**Collected data:**
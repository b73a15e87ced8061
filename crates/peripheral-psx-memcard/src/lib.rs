//! Sony PlayStation memory card emulation.
//!
//! Standalone peripheral emulation with no dependencies: the card engine
//! and its slot, nothing else.
//!
//! Models the card end of the console's serial link: one command byte in,
//! one response byte out per transfer, plus an out-of-band ACK line that
//! tells the host whether the card expects another byte in the current
//! transaction. The transport itself (bit timing, /ACK pulse width) is the
//! host's concern; this crate starts at the byte-transfer boundary.
//!
//! # Geometry
//!
//! 128 KiB of storage: 16 blocks x 64 sectors x 128 bytes. The sector is
//! the protocol's unit of read and write.
//!
//! # Wire protocol
//!
//! Every transaction opens with `$81` (memory card address byte) followed
//! by a command byte: `$52` read sector, `$57` write sector, `$53` get
//! card ID. The card answers the command byte with its FLAG register
//! (`$08` after power-on), then walks a fixed per-command sequence:
//!
//! - Read: ID tag `$5A $5D`, address MSB/LSB echo-back gated by a range
//!   check, command-acknowledge tag `$5C $5D`, 128 data bytes, XOR
//!   checksum, end status.
//! - Write: ID tag, address, 128 data bytes, host checksum,
//!   command-acknowledge tag, end status.
//! - Get ID: ID tag, command-acknowledge tag, `$04 $00 $00 $80`.
//!
//! The end status byte is `$47` (good), `$4E` (bad checksum) or `$FF`
//! (bad sector). Addresses above `$03FF` are poisoned to `$FFFF` for the
//! rest of the sequence; a poisoned read terminates at the address
//! echo-back, a poisoned write consumes but discards its data.

mod slot;

pub use slot::MemoryCardSlot;

/// A response or command line that may be left floating.
///
/// `None` is the high-impedance state. Wherever the card needs a concrete
/// value from a floating input it reads `$FF` (a fully pulled-up bus).
pub type TriState = Option<u8>;

/// Bytes in a sector, the protocol's read/write unit.
pub const SECTOR_SIZE: usize = 128;
/// Sectors in a block.
pub const SECTORS_PER_BLOCK: usize = 64;
/// Bytes in a block.
pub const BLOCK_SIZE: usize = SECTOR_SIZE * SECTORS_PER_BLOCK;
/// Blocks on a card.
pub const BLOCK_COUNT: usize = 16;
/// Sectors on a card.
pub const SECTOR_COUNT: usize = SECTORS_PER_BLOCK * BLOCK_COUNT;
/// Total card capacity in bytes.
pub const CARD_SIZE: usize = BLOCK_SIZE * BLOCK_COUNT;

/// Highest addressable sector.
const LAST_SECTOR: u16 = 0x03FF;
/// Sentinel marking an out-of-range sector for the rest of a sequence.
const POISON_ADDRESS: u16 = 0xFFFF;

/// FLAG register value after power-on.
const FLAG_INIT: u8 = 0x08;

/// Address byte that opens a memory-card transaction.
const FRAME_START: u8 = 0x81;
/// Read-sector command.
const CMD_READ: u8 = 0x52;
/// Write-sector command.
const CMD_WRITE: u8 = 0x57;
/// Get-card-ID command.
const CMD_GET_ID: u8 = 0x53;

/// Memory card ID tag, first byte.
pub(crate) const CARD_ID_1: u8 = 0x5A;
/// Memory card ID tag, second byte.
pub(crate) const CARD_ID_2: u8 = 0x5D;
/// Command-acknowledge tag, first byte.
pub(crate) const CMD_ACK_1: u8 = 0x5C;
/// Command-acknowledge tag, second byte.
pub(crate) const CMD_ACK_2: u8 = 0x5D;

/// End status: operation completed.
pub(crate) const STATUS_GOOD: u8 = 0x47;
/// End status: host checksum disagreed with the card's.
const STATUS_BAD_CHECKSUM: u8 = 0x4E;
/// End status: sector address out of range.
const STATUS_BAD_SECTOR: u8 = 0xFF;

**Exercise:**
An exact, complete copy of the lines above from the one with "gated by a range" through the one with "const CMD_GET_ID: u8 = 0x53;" is the whole answer.

**Solution below:**
//! - Read: ID tag `$5A $5D`, address MSB/LSB echo-back gated by a range
//!   check, command-acknowledge tag `$5C $5D`, 128 data bytes, XOR
//!   checksum, end status.
//! - Write: ID tag, address, 128 data bytes, host checksum,
//!   command-acknowledge tag, end status.
//! - Get ID: ID tag, command-acknowledge tag, `$04 $00 $00 $80`.
//!
//! The end status byte is `$47` (good), `$4E` (bad checksum) or `$FF`
//! (bad sector). Addresses above `$03FF` are poisoned to `$FFFF` for the
//! rest of the sequence; a poisoned read terminates at the address
//! echo-back, a poisoned write consumes but discards its data.

mod slot;

pub use slot::MemoryCardSlot;

/// A response or command line that may be left floating.
///
/// `None` is the high-impedance state. Wherever the card needs a concrete
/// value from a floating input it reads `$FF` (a fully pulled-up bus).
pub type TriState = Option<u8>;

/// Bytes in a sector, the protocol's read/write unit.
pub const SECTOR_SIZE: usize = 128;
/// Sectors in a block.
pub const SECTORS_PER_BLOCK: usize = 64;
/// Bytes in a block.
pub const BLOCK_SIZE: usize = SECTOR_SIZE * SECTORS_PER_BLOCK;
/// Blocks on a card.
pub const BLOCK_COUNT: usize = 16;
/// Sectors on a card.
pub const SECTOR_COUNT: usize = SECTORS_PER_BLOCK * BLOCK_COUNT;
/// Total card capacity in bytes.
pub const CARD_SIZE: usize = BLOCK_SIZE * BLOCK_COUNT;

/// Highest addressable sector.
const LAST_SECTOR: u16 = 0x03FF;
/// Sentinel marking an out-of-range sector for the rest of a sequence.
const POISON_ADDRESS: u16 = 0xFFFF;

/// FLAG register value after power-on.
const FLAG_INIT: u8 = 0x08;

/// Address byte that opens a memory-card transaction.
const FRAME_START: u8 = 0x81;
/// Read-sector command.
const CMD_READ: u8 = 0x52;
/// Write-sector command.
const CMD_WRITE: u8 = 0x57;
/// Get-card-ID command.
const CMD_GET_ID: u8 = 0x53;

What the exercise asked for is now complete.